If you came here expecting me to wax poetic about Heaven by Canadian hit machine Bryan Adams… well, good luck, chief. That’s not what’s happening. We’re not diving into a mall-soft power ballad from 1986. Nope. This is the other“Heaven” — the one Talking Heads slipped into the world in 1979.
Coming off their dark, angular third record Fear of Music, “Heaven” is an anomaly. It’s not the jittery funk of “Life During Wartime” or the twitchy paranoia of “I Zimbra.” The rhythm’s still there — rhythm is always there with Talking Heads — but here it’s dialed way, way down. No frantic grooves. No manic yelps. Just a warped, slow-motion ballad that somehow manages to be both tender and unsettling.
The first time you hear it, “Heaven” feels almost serene. Byrne’s voice is unusually vulnerable — no irony, no theatrical outbursts — as he repeats: “Heaven is a place where nothing ever happens.” On paper, that’s paradise: no chaos, no noise, just peace.
But let it loop a few times, and the lyric shifts. That stillness starts to feel… eerie. As if Byrne’s quietly warning that perfection — true, uninterrupted perfection — might be just as unnerving as chaos. Is it romantic? Is it claustrophobic? The beauty of the song is that it could be either.
You could hear it as a love ballad: two people disconnected from the world, wrapped up in their own private stillness. Or you could hear it as a subtle existential itch: the dread that maybe “nothing happening” isn’t so heavenly after all.
Musically, “Heaven” is immaculate. Tina Weymouth’s bassline is understated but sly, pairing perfectly with Chris Frantz’s steady, heartbeat-like drums. Jerry Harrison’s guitar textures are feather-light, leaving plenty of room for Byrne’s vocals to breathe. No one’s overplaying. No one’s competing for space. Every note feels intentional, controlled, in perfect balance.

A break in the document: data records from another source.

use std::io::Write;

use circuitry::transforms::WSPoint;
use circuitry::viewport::Camera;
use circuitry::{Circuit, CircuitError, ComponentKind, SimConfig};

#[test]
fn loads_config_from_file() {
    let mut file = tempfile::NamedTempFile::new().unwrap();
    write!(
        file,
        r#"{{"grid_size": 50, "pin_hover_radius": 4, "initial_viewport": {{"width": 400, "height": 300}}}}"#
    )
    .unwrap();
    let config = SimConfig::load(file.path()).unwrap();
    assert_eq!(config.grid_size, 50.0);
    assert_eq!(config.pin_hover_radius, 4.0);

    let mut c = Circuit::new(config);
    let id = c.place_component(ComponentKind::not(), WSPoint::new(120.0, 99.0), 0.0);
    assert_eq!(c.component(id).unwrap().position(), WSPoint::new(100.0, 50.0));
    // baseline is now 400x300, so 800x600 doubles the scale
    assert!(c.resize_viewport(800.0, 600.0, 400.0, 300.0));
    assert_eq!(c.component(id).unwrap().scale(), 2.0);
}

#[test]
fn invalid_file_reports_reason() {
    let mut file = tempfile::NamedTempFile::new().unwrap();
    write!(file, r#"{{"wire_tolerance": -1}}"#).unwrap();
    let err = SimConfig::load(file.path()).unwrap_err();
    assert!(matches!(err, CircuitError::InvalidConfig(_)));
    assert!(err.to_string().contains("wire_tolerance"));
}

#[test]
fn camera_uses_configured_zoom_limits() {
    let config = SimConfig::from_json_str(r#"{"min_zoom": 0.25, "max_zoom": 4.0}"#).unwrap();
    let mut cam = Camera::from_config(&config);
    cam.zoom_at(cam.offset(), 1000.0);
    assert_eq!(cam.zoom(), 4.0);
    cam.zoom_at(cam.offset(), -1000.0);
    assert_eq!(cam.zoom(), 0.25);
}
//! circuitry: a logic circuit topology and signal propagation engine.
//!
//! components (AND, OR, NOT and toggled sources) sit in WorldSpace with a position,
//! rotation and uniform scale. wires join one output pin to one input pin and are
//! routed as orthogonal polylines. [`Circuit::tick`] runs one evaluation pass: every
//! wire copies its driving output into its driven input, then every component
//! re-evaluates. a change therefore takes two ticks to reach a wired consumer's output.
//!
//! rendering and input handling are left to the host; [`viewport::Camera`] covers
//! the world to screen mapping such a host needs.

pub mod circuit;
pub mod config;
pub mod error;
pub mod logging;
pub mod transforms;
pub mod viewport;

pub use circuit::component::{Component, ComponentKind, Pin};
pub use circuit::components::{ComponentId, ComponentManager};
pub use circuit::connections::ConnectionManager;
pub use circuit::wire::{Endpoint, Wire, WireId};
pub use circuit::Circuit;
pub use config::SimConfig;
pub use error::{CircuitError, ConnectError};
//! Component
//! a placed logic element: boolean input/output slots, a kind, and a world placement

mod kind;

pub use kind::{And, ComponentKind, Evaluate, Not, Or, PinAnchor, PinLayout, Source};

use flagset::{flags, FlagSet};

use crate::circuit::geometry::{self, Placement};
use crate::circuit::interactable::Interactive;
use crate::transforms::{WSBox, WSPoint, WSSize};

flags! {
    /// transform properties changed since wires were last routed against this component
    pub enum Changed: u8 {
        Position,
        Rotation,
        Scale,
    }
}

/// a pin index resolved against a component's input/output counts
#[derive(Debug, Clone, Copy, PartialEq, Eq, Hash)]
pub enum Pin {
    /// index into the input slots
    Input(usize),
    /// index into the output slots
    Output(usize),
}

#[derive(Debug, Clone)]
pub struct Component {
    kind: ComponentKind,
    placement: Placement,
    inputs: Vec<bool>,
    outputs: Vec<bool>,
    changed: FlagSet<Changed>,
}

impl Component {
    pub fn new(kind: ComponentKind, position: WSPoint) -> Self {
        Self::with_placement(kind, Placement::new(position, 0.0, 1.0))
    }
    pub fn with_placement(kind: ComponentKind, placement: Placement) -> Self {
        let layout = kind.layout();
        Component {
            inputs: vec![false; layout.num_inputs()],
            outputs: vec![false; layout.num_outputs()],
            kind,
            placement,
            changed: FlagSet::default(),
        }
    }

    pub fn kind(&self) -> &ComponentKind {
        &self.kind
    }
    pub fn label(&self) -> &'static str {
        self.kind.label()
    }
    pub fn layout(&self) -> &'static PinLayout {
        self.kind.layout()
    }
    pub fn placement(&self) -> &Placement {
        &self.placement
    }

    pub fn position(&self) -> WSPoint {
        self.placement.position
    }
    pub fn set_position(&mut self, wsp: WSPoint) {
        if self.placement.position != wsp {
            self.placement.position = wsp;
            self.changed |= Changed::Position;
        }
    }
    /// rotation in degrees, always in [0, 360)
    pub fn rotation(&self) -> f32 {
        self.placement.rotation
    }
    pub fn set_rotation(&mut self, deg: f32) {
        let deg = geometry::wrap_degrees(deg);
        if self.placement.rotation != deg {
            self.placement.rotation = deg;
            self.changed |= Changed::Rotation;
        }
    }
    /// adds `delta` degrees, wrapping into [0, 360)
    pub fn rotate(&mut self, delta: f32) {
        self.set_rotation(self.placement.rotation + delta);
    }
    pub fn scale(&self) -> f32 {
        self.placement.scale
    }
    pub fn set_scale(&mut self, scale: f32) {
        let scale = geometry::clamp_scale(scale, self.placement.scale);
        if self.placement.scale != scale {
            self.placement.scale = scale;
            self.changed |= Changed::Scale;
        }
    }
    /// size of the component at its current scale, before rotation
    pub fn scaled_size(&self) -> WSSize {
        self.layout().size * self.placement.scale
    }

    /// transform changes not yet reflected in wire routes
    pub fn changed(&self) -> FlagSet<Changed> {
        self.changed
    }
    /// returns and clears the pending transform changes
    pub fn take_changed(&mut self) -> FlagSet<Changed> {
        std::mem::take(&mut self.changed)
    }

    pub fn num_inputs(&self) -> usize {
        self.inputs.len()
    }
    pub fn num_outputs(&self) -> usize {
        self.outputs.len()
    }
    pub fn num_pins(&self) -> usize {
        self.inputs.len() + self.outputs.len()
    }
    /// resolves a pin index: below `num_inputs` is an input, the remainder are outputs
    pub fn pin(&self, pin: usize) -> Option<Pin> {
        if pin < self.num_inputs() {
            Some(Pin::Input(pin))
        } else if pin < self.num_pins() {
            Some(Pin::Output(pin - self.num_inputs()))
        } else {
            None
        }
    }
    pub fn is_output_pin(&self, pin: usize) -> bool {
        matches!(self.pin(pin), Some(Pin::Output(_)))
    }

    pub fn input_state(&self, i: usize) -> bool {
        self.inputs.get(i).copied().unwrap_or(false)
    }
    pub fn output_state(&self, i: usize) -> bool {
        self.outputs.get(i).copied().unwrap_or(false)
    }
    pub fn set_input_state(&mut self, i: usize, v: bool) {
        if let Some(slot) = self.inputs.get_mut(i) {
            *slot = v;
        }
    }
    pub fn set_output_state(&mut self, i: usize, v: bool) {
        if let Some(slot) = self.outputs.get_mut(i) {
            *slot = v;
        }
    }
    pub fn inputs(&self) -> &[bool] {
        &self.inputs
    }
    pub fn outputs(&self) -> &[bool] {
        &self.outputs
    }

    /// evaluates the kind's rule from the current inputs into the outputs
    pub fn update(&mut self) {
        self.kind.evaluate(&self.inputs, &mut self.outputs);
    }

    /// flips a source's latch and returns the new value. none for other kinds.
    pub fn toggle(&mut self) -> Option<bool> {
        match &mut self.kind {
            ComponentKind::Source(s) => Some(s.toggle()),
            _ => None,
        }
    }

    pub fn input_pin_position(&self, i: usize) -> Option<WSPoint> {
        let layout = self.layout();
        layout
            .inputs
            .get(i)
            .map(|p| geometry::pin_world_position(&self.placement, layout.size, p.anchor))
    }
    pub fn output_pin_position(&self, i: usize) -> Option<WSPoint> {
        let layout = self.layout();
        layout
            .outputs
            .get(i)
            .map(|p| geometry::pin_world_position(&self.placement, layout.size, p.anchor))
    }
    /// world position of a pin by pin index
    pub fn pin_position(&self, pin: usize) -> Option<WSPoint> {
        match self.pin(pin)? {
            Pin::Input(i) => self.input_pin_position(i),
            Pin::Output(i) => self.output_pin_position(i),
        }
    }
    /// world positions of every pin in pin index order
    pub fn pin_positions(&self) -> impl Iterator<Item = WSPoint> + '_ {
        (0..self.num_pins()).filter_map(|pin| self.pin_position(pin))
    }

    /// true if the point lies within the component's rotated, scaled box
    pub fn is_hovered(&self, wsp: WSPoint) -> bool {
        geometry::contains_point(&self.placement, self.layout().size, wsp)
    }
    /// first pin, in index order, whose hover circle of `hover_radius * scale` contains the point
    pub fn hovered_pin(&self, wsp: WSPoint, hover_radius: f32) -> Option<usize> {
        let radius = hover_radius * self.placement.scale;
        self.pin_positions()
            .position(|pinp| geometry::within_radius(pinp, wsp, radius))
    }
}

impl Interactive for Component {
    fn contains_wsp(&self, wsp: WSPoint) -> bool {
        self.is_hovered(wsp)
    }
    fn bounding_box(&self) -> WSBox {
        geometry::outer_bounds(&self.placement, self.layout().size)
    }
}
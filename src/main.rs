//! headless demo: two sources into an AND, into a NOT. toggles the sources and
//! prints every component's state after each tick.
//!
//! usage: circuitry [config.json]

use colored::Colorize;

use circuitry::transforms::WSPoint;
use circuitry::{Circuit, CircuitError, ComponentId, ComponentKind, SimConfig};

fn level(v: bool) -> colored::ColoredString {
    if v {
        "1".green().bold()
    } else {
        "0".red()
    }
}

fn report(circuit: &Circuit, named: &[(&str, ComponentId)]) {
    let line: Vec<String> = named
        .iter()
        .filter_map(|(name, id)| {
            let c = circuit.component(*id)?;
            let ins: String = c.inputs().iter().map(|v| level(*v).to_string()).collect();
            let outs: String = c.outputs().iter().map(|v| level(*v).to_string()).collect();
            Some(format!("{} [{}|{}]", name.cyan(), ins, outs))
        })
        .collect();
    println!(
        "{} {}",
        format!("tick {:>2}", circuit.ticks()).dimmed(),
        line.join("  ")
    );
}

fn run() -> Result<(), CircuitError> {
    let config = match std::env::args().nth(1) {
        Some(path) => SimConfig::load(path)?,
        None => SimConfig::default(),
    };
    let mut circuit = Circuit::new(config);

    let a = circuit.place_component(ComponentKind::source(), WSPoint::new(0.0, 0.0), 0.0);
    let b = circuit.place_component(ComponentKind::source(), WSPoint::new(0.0, 128.0), 0.0);
    let and = circuit.place_component(ComponentKind::and(), WSPoint::new(192.0, 64.0), 0.0);
    let not = circuit.place_component(ComponentKind::not(), WSPoint::new(384.0, 64.0), 0.0);

    for (from, pin_from, to, pin_to) in [(a, 0, and, 0), (b, 0, and, 1), (and, 2, not, 0)] {
        if circuit.connect(from, pin_from, to, pin_to).is_none() {
            if let Err(e) = circuit.check_connection(from, pin_from, to, pin_to) {
                println!("{} {}", "connect refused:".yellow(), e);
            }
        }
    }
    println!(
        "{} {} components, {} wires",
        "built".bold(),
        circuit.components().len(),
        circuit.connections().len()
    );

    let named = [("A", a), ("B", b), ("AND", and), ("NOT", not)];
    let run_ticks = |circuit: &mut Circuit, n: usize| {
        for _ in 0..n {
            circuit.tick();
            report(circuit, &named);
        }
    };

    run_ticks(&mut circuit, 2);
    for id in [a, b] {
        if let Some(latched) = circuit.toggle_source(id) {
            println!("{} {} -> {}", "toggle".magenta(), id, level(latched));
        }
        run_ticks(&mut circuit, 3);
    }
    Ok(())
}

fn main() {
    circuitry::logging::init();
    if let Err(e) = run() {
        eprintln!("{} {}", "error:".red().bold(), e);
        std::process::exit(1);
    }
}
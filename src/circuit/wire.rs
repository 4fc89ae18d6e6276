//! Wire
//! directed edge from an output pin to an input pin. caches its routed path and last propagated signal.

use std::fmt;

use crate::circuit::component::Pin;
use crate::circuit::components::{ComponentId, ComponentManager};
use crate::circuit::geometry;
use crate::circuit::interactable::Interactive;
use crate::transforms::{WSBox, WSPoint};

/// slack allowed by the approximate on-wire test
pub const HIT_TOLERANCE: f32 = 1.0;

/// stable handle to a wire owned by a `ConnectionManager`
#[derive(Debug, Clone, Copy, PartialEq, Eq, Hash, PartialOrd, Ord)]
pub struct WireId(pub(crate) u64);

impl fmt::Display for WireId {
    fn fmt(&self, f: &mut fmt::Formatter<'_>) -> fmt::Result {
        write!(f, "W{}", self.0)
    }
}

/// one end of a wire: a component and one of its pin indices
#[derive(Debug, Clone, Copy, PartialEq, Eq, Hash)]
pub struct Endpoint {
    pub component: ComponentId,
    pub pin: usize,
}

impl Endpoint {
    pub fn new(component: ComponentId, pin: usize) -> Self {
        Endpoint { component, pin }
    }
}

#[derive(Debug, Clone)]
pub struct Wire {
    /// driving end, always an output pin
    start: Endpoint,
    /// driven end, always an input pin
    end: Endpoint,
    /// output slot read at `start`
    start_slot: usize,
    /// input slot written at `end`
    end_slot: usize,
    signal: bool,
    points: Vec<WSPoint>,
}

impl Wire {
    /// builds a wire between an output pin and an input pin, in either order, and routes it.
    /// none if either component is missing or the pins are not one output and one input.
    pub fn new(components: &ComponentManager, a: Endpoint, b: Endpoint) -> Option<Self> {
        let pin_a = components.get(a.component)?.pin(a.pin)?;
        let pin_b = components.get(b.component)?.pin(b.pin)?;
        let (start, start_slot, end, end_slot) = match (pin_a, pin_b) {
            (Pin::Output(o), Pin::Input(i)) => (a, o, b, i),
            (Pin::Input(i), Pin::Output(o)) => (b, o, a, i),
            _ => return None,
        };
        let mut wire = Wire {
            start,
            end,
            start_slot,
            end_slot,
            signal: false,
            points: vec![],
        };
        wire.recalculate_path(components);
        Some(wire)
    }

    pub fn start(&self) -> Endpoint {
        self.start
    }
    pub fn end(&self) -> Endpoint {
        self.end
    }
    pub fn start_component(&self) -> ComponentId {
        self.start.component
    }
    pub fn end_component(&self) -> ComponentId {
        self.end.component
    }
    /// output slot this wire reads on its start component
    pub fn start_slot(&self) -> usize {
        self.start_slot
    }
    /// input slot this wire writes on its end component
    pub fn end_slot(&self) -> usize {
        self.end_slot
    }
    /// last propagated signal
    pub fn signal(&self) -> bool {
        self.signal
    }
    /// cached polyline, at least two points once routed
    pub fn points(&self) -> &[WSPoint] {
        &self.points
    }

    /// true if the wire terminates at `pin` on `component`
    pub fn touches(&self, component: ComponentId, pin: usize) -> bool {
        self.start == Endpoint::new(component, pin) || self.end == Endpoint::new(component, pin)
    }
    /// true if either end is on `component`
    pub fn touches_component(&self, component: ComponentId) -> bool {
        self.start.component == component || self.end.component == component
    }

    /// copies the start output into the end input, then reroutes
    pub fn update(&mut self, components: &mut ComponentManager) {
        let Some(signal) = components
            .get(self.start.component)
            .map(|c| c.output_state(self.start_slot))
        else {
            tracing::warn!(component = %self.start.component, "wire start references a missing component");
            return;
        };
        self.signal = signal;
        match components.get_mut(self.end.component) {
            Some(c) => c.set_input_state(self.end_slot, signal),
            None => {
                tracing::warn!(component = %self.end.component, "wire end references a missing component");
                return;
            }
        }
        self.recalculate_path(components);
    }

    /// reroutes from the current pin positions without propagating
    pub fn recalculate_path(&mut self, components: &ComponentManager) {
        let start = components
            .get(self.start.component)
            .and_then(|c| c.pin_position(self.start.pin));
        let end = components
            .get(self.end.component)
            .and_then(|c| c.pin_position(self.end.pin));
        if let (Some(start), Some(end)) = (start, end) {
            self.points = geometry::orthogonal_route(start, end);
        }
    }

    /// reroutes after an endpoint was rotated outside the tick
    pub fn update_connections_after_rotation(&mut self, components: &ComponentManager) {
        self.recalculate_path(components);
    }

    /// approximate hit test against every segment, see [`geometry::on_segment_approx`]
    pub fn is_point_on_wire(&self, wsp: WSPoint, tolerance: f32) -> bool {
        self.points
            .windows(2)
            .any(|seg| geometry::on_segment_approx(wsp, seg[0], seg[1], tolerance))
    }
}

impl Interactive for Wire {
    fn contains_wsp(&self, wsp: WSPoint) -> bool {
        self.is_point_on_wire(wsp, HIT_TOLERANCE)
    }
    fn bounding_box(&self) -> WSBox {
        WSBox::from_points(self.points.iter().copied())
    }
}

#[cfg(test)]
mod tests {
    use super::*;
    use crate::circuit::component::{Component, ComponentKind};

    fn setup() -> (ComponentManager, ComponentId, ComponentId) {
        let mut cm = ComponentManager::default();
        let src = cm.add_component(Component::new(ComponentKind::source(), WSPoint::new(0.0, 0.0)));
        let and = cm.add_component(Component::new(ComponentKind::and(), WSPoint::new(300.0, 100.0)));
        (cm, src, and)
    }

    #[test]
    fn update_copies_signal() {
        let (mut cm, src, and) = setup();
        let mut w = Wire::new(&cm, Endpoint::new(src, 0), Endpoint::new(and, 0)).unwrap();
        cm.get_mut(src).unwrap().toggle();
        cm.get_mut(src).unwrap().update();
        w.update(&mut cm);
        assert!(w.signal());
        assert!(cm.get(and).unwrap().input_state(0));
        assert_eq!(
            cm.get(and).unwrap().input_state(w.end_slot()),
            cm.get(src).unwrap().output_state(w.start_slot())
        );
    }

    #[test]
    fn endpoints_normalize_to_output_first() {
        let (cm, src, and) = setup();
        let w = Wire::new(&cm, Endpoint::new(and, 1), Endpoint::new(src, 0)).unwrap();
        assert_eq!(w.start(), Endpoint::new(src, 0));
        assert_eq!(w.end(), Endpoint::new(and, 1));
        assert_eq!(w.end_slot(), 1);
    }

    #[test]
    fn rejects_same_direction() {
        let (cm, src, and) = setup();
        assert!(Wire::new(&cm, Endpoint::new(and, 0), Endpoint::new(and, 1)).is_none());
        assert!(Wire::new(&cm, Endpoint::new(src, 0), Endpoint::new(and, 2)).is_none());
        assert!(Wire::new(&cm, Endpoint::new(src, 5), Endpoint::new(and, 0)).is_none());
    }

    #[test]
    fn path_follows_pins() {
        let (mut cm, src, and) = setup();
        let mut w = Wire::new(&cm, Endpoint::new(src, 0), Endpoint::new(and, 0)).unwrap();
        let start = cm.get(src).unwrap().pin_position(0).unwrap();
        let end = cm.get(and).unwrap().pin_position(0).unwrap();
        assert_eq!(w.points().first(), Some(&start));
        assert_eq!(w.points().last(), Some(&end));
        assert!(w.points().len() >= 2);

        cm.get_mut(and).unwrap().rotate(90.0);
        w.update_connections_after_rotation(&cm);
        let end = cm.get(and).unwrap().pin_position(0).unwrap();
        assert_eq!(w.points().last(), Some(&end));
    }

    #[test]
    fn hit_test_on_path() {
        let (cm, src, and) = setup();
        let w = Wire::new(&cm, Endpoint::new(src, 0), Endpoint::new(and, 0)).unwrap();
        // src output at (15, 0), and input 0 at (250, 75): horizontal first
        assert!(w.is_point_on_wire(WSPoint::new(100.0, 0.0), HIT_TOLERANCE));
        assert!(w.is_point_on_wire(WSPoint::new(250.0, 40.0), HIT_TOLERANCE));
        assert!(!w.is_point_on_wire(WSPoint::new(100.0, 40.0), HIT_TOLERANCE));
        assert!(w.contains_wsp(WSPoint::new(250.0, 75.0)));
    }
}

The production straddles genres — part new wave minimalism, part romantic balladry — and the result is quietly hypnotic. It doesn’t clamor for attention; it drifts into your consciousness and stays there, looping until you realize you’ve been listening for twenty minutes without meaning to.
That’s the real trick of “Heaven”: it sneaks up on you. It’s not a song you chase — it’s one you let come to you. The repetition becomes meditative. The simplicity becomes intoxicating. And somewhere between the sweetness and the eeriness, you find yourself thinking about your own version of heaven, whatever that is.
No shade to Bryan Adams — his “Heaven” will always have its mall-ballad magic. But this Talking Heads version? This is the one that gets under your skin, makes you feel, and maybe, just maybe, makes you question what “perfect” really means.